_ACTIVITY_.
Show all the lines in the data below that include the word "InvalidCapacity".

------------------------------------------------------------------------

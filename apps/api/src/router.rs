use std::sync::Arc;

use axum::{
    Router,
    routing::get,
};

use appointment_cell::router::appointment_routes;
use hospital_cell::router::hospital_routes;
use patient_cell::router::create_patient_router;
use shared_config::AppConfig;
use triage_cell::router::triage_routes;

pub fn create_router(state: Arc<AppConfig>) -> Router {
    Router::new()
        .route("/", get(|| async { "Hospitalizee API is running!" }))
        .nest("/emergency", triage_routes(state.clone()))
        .nest("/hospitals", hospital_routes(state.clone()))
        .nest("/patients", create_patient_router(state.clone()))
        .nest("/appointments", appointment_routes(state))
}
// libs/appointment-cell/src/router.rs
use std::sync::Arc;

use axum::{
    Router,
    routing::{get, post},
    middleware,
};

use shared_config::AppConfig;
use shared_utils::extractor::auth_middleware;

use crate::handlers;

pub fn appointment_routes(state: Arc<AppConfig>) -> Router {
    Router::new()
        .route("/", post(handlers::book_appointment))
        .route("/patient/{patient_id}", get(handlers::list_patient_appointments))
        .layer(middleware::from_fn_with_state(state.clone(), auth_middleware))
        .with_state(state)
}
// libs/hospital-cell/tests/hospital_test.rs
//
// Registration and capacity-reporting tests against a mocked PostgREST
// backend.

use assert_matches::assert_matches;
use serde_json::json;
use uuid::Uuid;
use wiremock::{Mock, MockServer, ResponseTemplate, matchers::{method, path, query_param}};

use hospital_cell::models::{
    HospitalError, RegisterHospitalRequest, ReportCapacityRequest,
};
use hospital_cell::services::HospitalService;
use shared_utils::test_utils::{MockSupabaseResponses, TestConfig};

fn hospital_row(id: Uuid, capacity: i32, available: i32) -> serde_json::Value {
    json!({
        "id": id,
        "email": "frontdesk@stjames.example",
        "name": "St James",
        "address": "James Street",
        "telephone": "+353-1-555-0100",
        "pincode": "D08",
        "lat": 53.3393,
        "lon": -6.2957,
        "emergency_capacity": capacity,
        "emergency_available": available,
        "department_ids": [],
        "on_duty_doctor_ids": [],
        "created_at": "2024-01-01T00:00:00Z",
        "updated_at": "2024-01-01T00:00:00Z"
    })
}

fn register_request() -> RegisterHospitalRequest {
    RegisterHospitalRequest {
        email: "frontdesk@stjames.example".to_string(),
        name: "St James".to_string(),
        address: "James Street".to_string(),
        telephone: "+353-1-555-0100".to_string(),
        pincode: "D08".to_string(),
        lat: Some(53.3393),
        lon: Some(-6.2957),
        emergency_capacity: 12,
        department_ids: vec![],
    }
}

async fn service_against(mock_server: &MockServer) -> HospitalService {
    let config = TestConfig::with_url(&mock_server.uri()).to_app_config();
    HospitalService::new(&config)
}

#[tokio::test]
async fn registration_rejects_duplicate_email() {
    let mock_server = MockServer::start().await;
    let service = service_against(&mock_server).await;

    Mock::given(method("GET"))
        .and(path("/rest/v1/hospitals"))
        .respond_with(ResponseTemplate::new(200).set_body_json(vec![
            MockSupabaseResponses::hospital_response(
                &Uuid::new_v4().to_string(), "D08", Some(53.34), Some(-6.3), 12, 12,
            ),
        ]))
        .mount(&mock_server)
        .await;

    let result = service.register_hospital(register_request(), "token").await;

    assert_matches!(result, Err(HospitalError::EmailAlreadyExists { .. }));
}

#[tokio::test]
async fn registration_starts_with_all_beds_open() {
    let mock_server = MockServer::start().await;
    let service = service_against(&mock_server).await;

    let new_id = Uuid::new_v4();

    Mock::given(method("GET"))
        .and(path("/rest/v1/hospitals"))
        .respond_with(ResponseTemplate::new(200).set_body_json(Vec::<serde_json::Value>::new()))
        .mount(&mock_server)
        .await;

    Mock::given(method("POST"))
        .and(path("/rest/v1/hospitals"))
        .respond_with(ResponseTemplate::new(201).set_body_json(vec![
            hospital_row(new_id, 12, 12),
        ]))
        .mount(&mock_server)
        .await;

    let hospital = service.register_hospital(register_request(), "token").await.unwrap();

    assert_eq!(hospital.id, new_id);
    assert_eq!(hospital.emergency_available, hospital.emergency_capacity);
}

#[tokio::test]
async fn registration_rejects_negative_capacity() {
    let mock_server = MockServer::start().await;
    let service = service_against(&mock_server).await;

    let mut request = register_request();
    request.emergency_capacity = -1;

    let result = service.register_hospital(request, "token").await;

    assert_matches!(result, Err(HospitalError::ValidationError(_)));
}

#[tokio::test]
async fn capacity_report_above_total_is_rejected() {
    let mock_server = MockServer::start().await;
    let service = service_against(&mock_server).await;

    let id = Uuid::new_v4();
    Mock::given(method("GET"))
        .and(path("/rest/v1/hospitals"))
        .and(query_param("id", format!("eq.{}", id)))
        .respond_with(ResponseTemplate::new(200).set_body_json(vec![
            hospital_row(id, 10, 4),
        ]))
        .mount(&mock_server)
        .await;

    let result = service
        .report_capacity(&id.to_string(), ReportCapacityRequest { emergency_available: 11 }, "token")
        .await;

    assert_matches!(
        result,
        Err(HospitalError::InvalidCapacity { available: 11, capacity: 10 })
    );
}

#[tokio::test]
async fn capacity_report_below_zero_is_rejected() {
    let mock_server = MockServer::start().await;
    let service = service_against(&mock_server).await;

    let id = Uuid::new_v4();
    Mock::given(method("GET"))
        .and(path("/rest/v1/hospitals"))
        .respond_with(ResponseTemplate::new(200).set_body_json(vec![
            hospital_row(id, 10, 4),
        ]))
        .mount(&mock_server)
        .await;

    let result = service
        .report_capacity(&id.to_string(), ReportCapacityRequest { emergency_available: -2 }, "token")
        .await;

    assert_matches!(result, Err(HospitalError::InvalidCapacity { .. }));
}

#[tokio::test]
async fn capacity_report_within_bounds_patches_the_record() {
    let mock_server = MockServer::start().await;
    let service = service_against(&mock_server).await;

    let id = Uuid::new_v4();
    Mock::given(method("GET"))
        .and(path("/rest/v1/hospitals"))
        .respond_with(ResponseTemplate::new(200).set_body_json(vec![
            hospital_row(id, 10, 4),
        ]))
        .mount(&mock_server)
        .await;

    Mock::given(method("PATCH"))
        .and(path("/rest/v1/hospitals"))
        .respond_with(ResponseTemplate::new(200).set_body_json(vec![
            hospital_row(id, 10, 7),
        ]))
        .mount(&mock_server)
        .await;

    let hospital = service
        .report_capacity(&id.to_string(), ReportCapacityRequest { emergency_available: 7 }, "token")
        .await
        .unwrap();

    assert_eq!(hospital.emergency_available, 7);
}

#[tokio::test]
async fn missing_hospital_is_not_found() {
    let mock_server = MockServer::start().await;
    let service = service_against(&mock_server).await;

    Mock::given(method("GET"))
        .and(path("/rest/v1/hospitals"))
        .respond_with(ResponseTemplate::new(200).set_body_json(Vec::<serde_json::Value>::new()))
        .mount(&mock_server)
        .await;

    let result = service.get_hospital(&Uuid::new_v4().to_string()).await;

    assert_matches!(result, Err(HospitalError::NotFound));
}
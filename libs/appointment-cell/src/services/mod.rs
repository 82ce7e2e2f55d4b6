pub mod booking;

pub use booking::AppointmentBookingService;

------------------------------------------------------------------------

_EXERCISE OUTPUT_.
        Err(HospitalError::InvalidCapacity { available: 11, capacity: 10 })
    assert_matches!(result, Err(HospitalError::InvalidCapacity { .. }));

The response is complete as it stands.